My old pal Mingo was a man of hidden depths. Well hidden.
On some days, though, his strange and mysterious talents came shining through, much to the astonishment of all concerned.
One such occasion occurred on a summer evening when a few of the lads and I were hanging out at Kelli’s apartment.
I hesitate to call Kelli Mingo’s girlfriend, because that seems too simple. She was, however, a girl, and had been tolerating Mingo’s company for an extended period.
On this particular occasion, Kelli had introduced us to her friend, Lindsay, who was staying with her for a few days.
It was because of Lindsay’s visit we found ourselves indoors at a time we would ordinarily have been up at the river sampling refreshing adult beverages, or over in Billings Park throwing a Frisbee around.
As it turned out, however, we learned that Lindsay worked in an antique shop in the town where she lived, and she was a huge fan of “Antiques Roadshow” on public television.
As I said, we would rather have been elsewhere, but (I hope I am not revealing a confidential secret here) guys will often do things they don’t want to do, if it means they get to hang out with attractive women while they are doing them.
Thus, we found ourselves in front of Kelli’s TV watching “Antiques Roadshow.”
Mingo is one of those adaptable guys who find a way to make any situation more entertaining.
If we are playing a round of golf, he dreams up all kinds of side bets to make things interesting, and the more outrageous they are, the more fun they are for him.
He applies this sporting nature to almost any mundane situation in which he finds himself. The stakes are never very high. It just gives him something to do while he waits for something better to come along.
Mingo, it should be noted, was not a regular viewer of “Antiques Roadshow.” In fact, he hadn’t seen the show before that day.
When the show began, he concentrated, and quickly figured out how it works.
People bring their old junk (or treasures) to an event, and appraisers ask the owners about their items, and then tell them what they can about each item’s history and its value.
That part piqued Mingo’s interest.
Identifying Lindsay as the local expert, he challenged her to a contest.
Whichever of them guessed closest to the value of the item presented would win the round. The wager was to be 25 cents per item.
Lindsay appeared to have some sporting blood, as well, and quickly agreed to the competition.
The first item appraised was a set of hand-painted plates.
Lindsay guessed first, and Mingo named a price much lower than hers.
When the appraiser on the show announced the likely value of the plates, Mingo’s guess was closest.
The next item was an especially ugly Mexican statue. The figure had a nose ring, bulging eyes, and a disturbing costume.
It was Mingo’s turn to go first. He named a price that seemed extremely high to me.
Lindsay’s guess was quite a bit lower.
Once again, Mingo’s guess was closest to the appraiser’s estimate.
The show went on, and Mingo and Lindsay continued to speculate on the price of each item.
It became a sort of a general competition, with the guys rallying around Mingo, and the ladies supporting Lindsay. Adult beverages were consumed, and a certain amount of taunting went on between the teams.
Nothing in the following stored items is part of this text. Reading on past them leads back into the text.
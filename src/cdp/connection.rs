//! CDP Connection/Session Management
//!
//! [`Connection`] talks to the browser target; [`Session`] talks to one page
//! over the same socket using flattened session ids.

use std::sync::Arc;

use base64::Engine;
use serde_json::Value;

use super::transport::Transport;
use super::types::*;
use crate::error::{Error, Result};

/// A CDP connection to Chrome
pub struct Connection {
    transport: Arc<Transport>,
}

impl Connection {
    pub fn new(transport: Transport) -> Self {
        Self {
            transport: Arc::new(transport),
        }
    }

    /// Product string, e.g. `HeadlessChrome/120.0.6099.71`
    pub async fn version(&self) -> Result<String> {
        let result: BrowserGetVersionResult = self
            .transport
            .call(None, "Browser.getVersion", &BrowserGetVersion {})
            .await?;
        Ok(result.product)
    }

    /// Open a blank tab and attach a session to it
    pub async fn open_page(&self) -> Result<Session> {
        let target: TargetCreateTargetResult = self
            .transport
            .call(
                None,
                "Target.createTarget",
                &TargetCreateTarget {
                    url: "about:blank".into(),
                },
            )
            .await?;

        let attached: TargetAttachToTargetResult = self
            .transport
            .call(
                None,
                "Target.attachToTarget",
                &TargetAttachToTarget {
                    target_id: target.target_id,
                    flatten: true,
                },
            )
            .await?;

        let session = Session {
            transport: Arc::clone(&self.transport),
            session_id: attached.session_id,
        };
        session.send::<_, Value>("Page.enable", &PageEnable {}).await?;
        Ok(session)
    }

    /// Ask Chrome to exit, then tear down the process regardless
    pub async fn close(&self) -> Result<()> {
        if let Err(e) = self
            .transport
            .call::<_, Value>(None, "Browser.close", &BrowserClose {})
            .await
        {
            tracing::debug!(error = %e, "Browser.close failed; killing process");
        }
        self.transport.close().await
    }
}

/// A CDP session attached to one page
pub struct Session {
    transport: Arc<Transport>,
    session_id: String,
}

impl Session {
    pub async fn send<C, R>(&self, method: &str, params: &C) -> Result<R>
    where
        C: serde::Serialize,
        R: serde::de::DeserializeOwned,
    {
        self.transport
            .call(Some(&self.session_id), method, params)
            .await
    }

    pub async fn navigate(&self, url: &str) -> Result<()> {
        let result: PageNavigateResult = self
            .send("Page.navigate", &PageNavigate { url: url.into() })
            .await?;
        match result.error_text {
            Some(error) => Err(Error::Navigation(format!("{url}: {error}"))),
            None => Ok(()),
        }
    }

    /// Full-page PNG
    pub async fn capture_screenshot(&self) -> Result<Vec<u8>> {
        let result: PageCaptureScreenshotResult = self
            .send(
                "Page.captureScreenshot",
                &PageCaptureScreenshot {
                    format: "png",
                    capture_beyond_viewport: true,
                },
            )
            .await?;

        base64::engine::general_purpose::STANDARD
            .decode(&result.data)
            .map_err(|e| Error::Decode(e.to_string()))
    }

    /// Evaluate an expression and return its JSON value. Thrown exceptions
    /// become [`Error::Script`].
    pub async fn evaluate(&self, expression: &str) -> Result<Value> {
        let result: RuntimeEvaluateResult = self
            .send(
                "Runtime.evaluate",
                &RuntimeEvaluate {
                    expression: expression.to_string(),
                    return_by_value: true,
                    await_promise: true,
                },
            )
            .await?;

        if let Some(details) = result.exception_details {
            return Err(Error::Script(details.message()));
        }
        Ok(result.result.value.unwrap_or(Value::Null))
    }

    /// Node id of the first match for `selector`, or `ElementNotFound`
    pub async fn query_selector(&self, selector: &str) -> Result<i32> {
        let document: DomGetDocumentResult =
            self.send("DOM.getDocument", &DomGetDocument {}).await?;
        let found: DomQuerySelectorResult = self
            .send(
                "DOM.querySelector",
                &DomQuerySelector {
                    node_id: document.root.node_id,
                    selector: selector.to_string(),
                },
            )
            .await?;

        if found.node_id == 0 {
            return Err(Error::ElementNotFound(selector.to_string()));
        }
        Ok(found.node_id)
    }

    pub async fn get_box_model(&self, node_id: i32) -> Result<BoxModel> {
        let result: DomGetBoxModelResult = self
            .send("DOM.getBoxModel", &DomNodeRef { node_id })
            .await?;
        Ok(result.model)
    }

    pub async fn focus(&self, node_id: i32) -> Result<()> {
        self.send::<_, Value>("DOM.focus", &DomNodeRef { node_id })
            .await?;
        Ok(())
    }

    pub async fn dispatch_mouse_event(
        &self,
        event_type: MouseEventType,
        x: f64,
        y: f64,
    ) -> Result<()> {
        let (button, click_count) = match event_type {
            MouseEventType::MouseMoved => (None, None),
            _ => (Some(MouseButton::Left), Some(1)),
        };
        self.send::<_, Value>(
            "Input.dispatchMouseEvent",
            &InputDispatchMouseEvent {
                r#type: event_type,
                x,
                y,
                button,
                click_count,
            },
        )
        .await?;
        Ok(())
    }

    pub async fn dispatch_key_event(
        &self,
        event_type: KeyEventType,
        key: Option<&str>,
        text: Option<&str>,
    ) -> Result<()> {
        self.send::<_, Value>(
            "Input.dispatchKeyEvent",
            &InputDispatchKeyEvent {
                r#type: event_type,
                key: key.map(String::from),
                text: text.map(String::from),
            },
        )
        .await?;
        Ok(())
    }
}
Mingo, who knew nothing about antiques, seemed to have uncanny luck when it came to guessing their prices.
Based on her expression, this did nothing to enhance Lindsay’s enjoyment of the event.
Mingo won nearly every round, and each announcement by the appraiser was greeted with roars of approval from the fellows, and groans of derision from the ladies.
The event became livelier as the show went on, with Mingo and Lindsay guessing prices of a parade of items from Civil War canes, to paintings, to old furniture and jewelry.
In the end, there was no doubt who had prevailed. Kelli switched off the TV.
When the back slapping and congratulations subsided, Lindsay addressed Mingo.
“How did you do it?” she asked. “It’s obvious you don’t know anything about antiques, but you were incredibly close when guessing the prices. What’s your secret?”
Mingo smiled in that disarming way he had.
“It was easy,” he said. “I noticed right away that the stuff that looked good wasn’t worth anything, and the really ugly stuff was worth a fortune.
“All I had to do was look at each item. If it was attractive, or interesting, I assumed it had little value. On the other hand, if it was repulsive, the kind of thing I would never put in my house, or something that looked like it belonged in the trash bin, I figured it must be worth a lot, so I guessed much higher than what I thought the thing was worth.”
It may not have been scientific, but there was no denying Mingo’s strategy was effective.